__REQUIRED ACTION__.
Look for the word "leftover" in the entries below, then copy every line that has it.

__SUPPLIED DATA__.
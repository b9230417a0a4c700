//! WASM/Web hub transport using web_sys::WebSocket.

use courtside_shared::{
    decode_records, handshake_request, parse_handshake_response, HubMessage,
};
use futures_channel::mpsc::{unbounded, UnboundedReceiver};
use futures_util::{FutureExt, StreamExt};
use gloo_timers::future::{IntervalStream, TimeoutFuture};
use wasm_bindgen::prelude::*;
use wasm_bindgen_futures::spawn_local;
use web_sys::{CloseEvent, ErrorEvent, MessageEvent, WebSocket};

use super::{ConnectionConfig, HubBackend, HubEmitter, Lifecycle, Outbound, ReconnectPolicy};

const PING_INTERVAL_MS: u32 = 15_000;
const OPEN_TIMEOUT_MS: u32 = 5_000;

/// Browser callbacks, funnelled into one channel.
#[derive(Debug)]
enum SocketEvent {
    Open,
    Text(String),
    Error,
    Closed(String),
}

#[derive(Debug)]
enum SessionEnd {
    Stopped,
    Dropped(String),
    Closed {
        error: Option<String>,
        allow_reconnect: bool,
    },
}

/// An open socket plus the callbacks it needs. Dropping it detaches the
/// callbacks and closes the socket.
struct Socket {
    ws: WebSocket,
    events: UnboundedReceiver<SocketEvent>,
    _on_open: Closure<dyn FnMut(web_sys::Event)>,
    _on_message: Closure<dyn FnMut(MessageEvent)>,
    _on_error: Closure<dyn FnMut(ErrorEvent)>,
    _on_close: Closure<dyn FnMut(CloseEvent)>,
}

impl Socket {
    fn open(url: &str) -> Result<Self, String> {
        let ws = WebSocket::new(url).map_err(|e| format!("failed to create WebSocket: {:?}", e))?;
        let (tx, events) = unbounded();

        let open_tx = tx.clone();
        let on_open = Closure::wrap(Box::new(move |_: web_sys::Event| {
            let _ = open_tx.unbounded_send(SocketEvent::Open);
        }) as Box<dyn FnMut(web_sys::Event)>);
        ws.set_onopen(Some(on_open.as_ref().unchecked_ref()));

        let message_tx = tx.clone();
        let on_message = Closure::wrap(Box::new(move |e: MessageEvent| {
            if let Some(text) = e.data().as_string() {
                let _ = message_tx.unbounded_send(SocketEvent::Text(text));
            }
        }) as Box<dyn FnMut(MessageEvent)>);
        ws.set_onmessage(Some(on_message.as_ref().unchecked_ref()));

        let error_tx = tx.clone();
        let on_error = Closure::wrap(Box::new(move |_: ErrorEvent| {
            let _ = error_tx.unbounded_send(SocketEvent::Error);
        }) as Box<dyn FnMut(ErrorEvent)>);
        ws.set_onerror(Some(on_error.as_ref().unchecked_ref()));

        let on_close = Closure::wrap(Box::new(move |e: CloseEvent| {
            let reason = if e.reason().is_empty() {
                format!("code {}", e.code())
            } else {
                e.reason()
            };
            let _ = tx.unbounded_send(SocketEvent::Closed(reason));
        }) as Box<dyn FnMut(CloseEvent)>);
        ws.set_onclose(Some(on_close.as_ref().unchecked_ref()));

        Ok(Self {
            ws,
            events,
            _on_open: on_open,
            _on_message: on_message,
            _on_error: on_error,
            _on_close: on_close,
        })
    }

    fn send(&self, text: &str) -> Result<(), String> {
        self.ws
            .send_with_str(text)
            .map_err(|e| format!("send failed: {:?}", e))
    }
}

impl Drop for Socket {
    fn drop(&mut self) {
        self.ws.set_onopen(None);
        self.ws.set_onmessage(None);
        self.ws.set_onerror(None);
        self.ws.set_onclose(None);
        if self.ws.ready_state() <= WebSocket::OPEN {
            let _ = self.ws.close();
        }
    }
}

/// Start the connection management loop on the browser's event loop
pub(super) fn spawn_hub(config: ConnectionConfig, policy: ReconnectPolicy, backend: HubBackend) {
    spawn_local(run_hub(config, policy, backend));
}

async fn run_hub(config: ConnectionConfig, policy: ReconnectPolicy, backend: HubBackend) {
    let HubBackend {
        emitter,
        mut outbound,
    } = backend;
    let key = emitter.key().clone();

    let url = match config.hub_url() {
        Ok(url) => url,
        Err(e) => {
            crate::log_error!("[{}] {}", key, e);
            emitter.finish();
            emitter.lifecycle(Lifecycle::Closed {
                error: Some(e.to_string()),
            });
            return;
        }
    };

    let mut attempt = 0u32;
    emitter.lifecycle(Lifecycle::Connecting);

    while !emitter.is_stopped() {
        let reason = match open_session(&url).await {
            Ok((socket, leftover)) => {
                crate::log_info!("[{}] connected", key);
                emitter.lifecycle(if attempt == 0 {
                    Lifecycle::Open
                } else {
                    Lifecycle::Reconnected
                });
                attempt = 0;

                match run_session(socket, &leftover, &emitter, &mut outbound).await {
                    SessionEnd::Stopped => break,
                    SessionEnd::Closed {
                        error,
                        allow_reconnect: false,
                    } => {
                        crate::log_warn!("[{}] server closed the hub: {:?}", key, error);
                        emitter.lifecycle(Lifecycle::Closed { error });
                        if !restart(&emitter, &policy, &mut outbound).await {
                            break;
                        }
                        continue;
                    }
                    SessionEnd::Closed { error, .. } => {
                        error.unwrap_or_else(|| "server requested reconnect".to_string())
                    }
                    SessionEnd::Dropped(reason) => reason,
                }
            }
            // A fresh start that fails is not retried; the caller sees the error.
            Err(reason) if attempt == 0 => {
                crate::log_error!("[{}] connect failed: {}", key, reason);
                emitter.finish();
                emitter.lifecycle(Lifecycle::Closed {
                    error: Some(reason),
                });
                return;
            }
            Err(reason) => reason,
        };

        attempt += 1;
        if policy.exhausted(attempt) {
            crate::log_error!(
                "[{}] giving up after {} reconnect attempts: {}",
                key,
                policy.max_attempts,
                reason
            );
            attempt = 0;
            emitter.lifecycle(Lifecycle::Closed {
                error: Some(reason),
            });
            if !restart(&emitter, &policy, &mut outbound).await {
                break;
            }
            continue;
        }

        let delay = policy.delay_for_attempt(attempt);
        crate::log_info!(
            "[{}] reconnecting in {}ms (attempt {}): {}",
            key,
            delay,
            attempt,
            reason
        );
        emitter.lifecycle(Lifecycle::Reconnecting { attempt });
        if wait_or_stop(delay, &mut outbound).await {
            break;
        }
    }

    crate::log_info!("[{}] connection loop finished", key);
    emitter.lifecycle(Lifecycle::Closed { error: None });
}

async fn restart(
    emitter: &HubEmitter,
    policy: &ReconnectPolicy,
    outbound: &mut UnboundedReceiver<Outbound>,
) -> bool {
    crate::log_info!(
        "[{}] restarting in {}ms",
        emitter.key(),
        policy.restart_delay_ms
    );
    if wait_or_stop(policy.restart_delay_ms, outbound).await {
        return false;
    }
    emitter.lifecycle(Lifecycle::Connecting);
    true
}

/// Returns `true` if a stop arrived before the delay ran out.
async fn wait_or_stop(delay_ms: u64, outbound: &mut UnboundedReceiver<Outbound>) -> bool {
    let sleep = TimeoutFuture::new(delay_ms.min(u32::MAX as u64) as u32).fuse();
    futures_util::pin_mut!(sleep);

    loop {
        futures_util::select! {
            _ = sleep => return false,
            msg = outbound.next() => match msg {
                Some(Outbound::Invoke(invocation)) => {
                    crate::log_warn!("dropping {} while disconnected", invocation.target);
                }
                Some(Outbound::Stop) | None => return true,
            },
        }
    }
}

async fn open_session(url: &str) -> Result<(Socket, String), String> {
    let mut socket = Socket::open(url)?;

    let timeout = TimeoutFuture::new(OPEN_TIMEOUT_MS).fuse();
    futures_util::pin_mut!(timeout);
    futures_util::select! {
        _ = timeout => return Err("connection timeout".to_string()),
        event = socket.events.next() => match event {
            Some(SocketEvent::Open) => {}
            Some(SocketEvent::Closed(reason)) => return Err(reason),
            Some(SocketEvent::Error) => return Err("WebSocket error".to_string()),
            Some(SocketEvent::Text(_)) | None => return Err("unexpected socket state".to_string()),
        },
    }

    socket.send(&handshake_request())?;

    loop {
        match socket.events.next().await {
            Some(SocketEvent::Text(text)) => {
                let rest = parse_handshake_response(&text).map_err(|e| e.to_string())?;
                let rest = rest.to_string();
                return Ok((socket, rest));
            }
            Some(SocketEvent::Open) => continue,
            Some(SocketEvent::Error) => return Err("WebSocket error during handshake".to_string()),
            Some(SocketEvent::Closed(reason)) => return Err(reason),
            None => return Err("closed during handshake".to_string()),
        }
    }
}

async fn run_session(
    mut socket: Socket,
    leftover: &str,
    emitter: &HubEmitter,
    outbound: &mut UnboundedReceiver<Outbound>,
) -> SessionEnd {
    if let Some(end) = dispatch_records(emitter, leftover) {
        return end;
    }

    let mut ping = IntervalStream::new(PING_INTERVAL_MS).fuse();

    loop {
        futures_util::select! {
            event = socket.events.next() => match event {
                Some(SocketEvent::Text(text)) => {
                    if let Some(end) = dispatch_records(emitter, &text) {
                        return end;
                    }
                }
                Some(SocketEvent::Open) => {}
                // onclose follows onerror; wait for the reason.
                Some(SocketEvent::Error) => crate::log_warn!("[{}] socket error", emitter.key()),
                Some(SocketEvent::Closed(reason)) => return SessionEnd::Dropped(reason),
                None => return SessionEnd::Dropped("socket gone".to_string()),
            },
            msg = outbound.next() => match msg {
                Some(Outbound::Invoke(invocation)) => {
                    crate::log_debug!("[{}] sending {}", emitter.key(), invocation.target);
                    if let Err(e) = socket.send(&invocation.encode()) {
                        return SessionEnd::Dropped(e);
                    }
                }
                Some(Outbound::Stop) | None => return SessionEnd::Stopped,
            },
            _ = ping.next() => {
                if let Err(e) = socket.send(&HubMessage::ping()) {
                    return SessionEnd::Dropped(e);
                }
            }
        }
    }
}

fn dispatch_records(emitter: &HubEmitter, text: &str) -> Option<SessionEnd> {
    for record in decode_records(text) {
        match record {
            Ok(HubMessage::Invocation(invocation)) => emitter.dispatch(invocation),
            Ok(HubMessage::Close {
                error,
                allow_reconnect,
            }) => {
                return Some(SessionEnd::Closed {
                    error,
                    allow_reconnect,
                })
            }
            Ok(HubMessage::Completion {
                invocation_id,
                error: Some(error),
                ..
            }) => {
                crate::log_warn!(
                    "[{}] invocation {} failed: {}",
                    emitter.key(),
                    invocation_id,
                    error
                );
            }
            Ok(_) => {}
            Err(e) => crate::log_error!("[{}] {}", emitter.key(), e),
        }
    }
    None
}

__TASK OUTPUT__.
            Ok((socket, leftover)) => {
                match run_session(socket, &leftover, &emitter, &mut outbound).await {
    leftover: &str,
    if let Some(end) = dispatch_records(emitter, leftover) {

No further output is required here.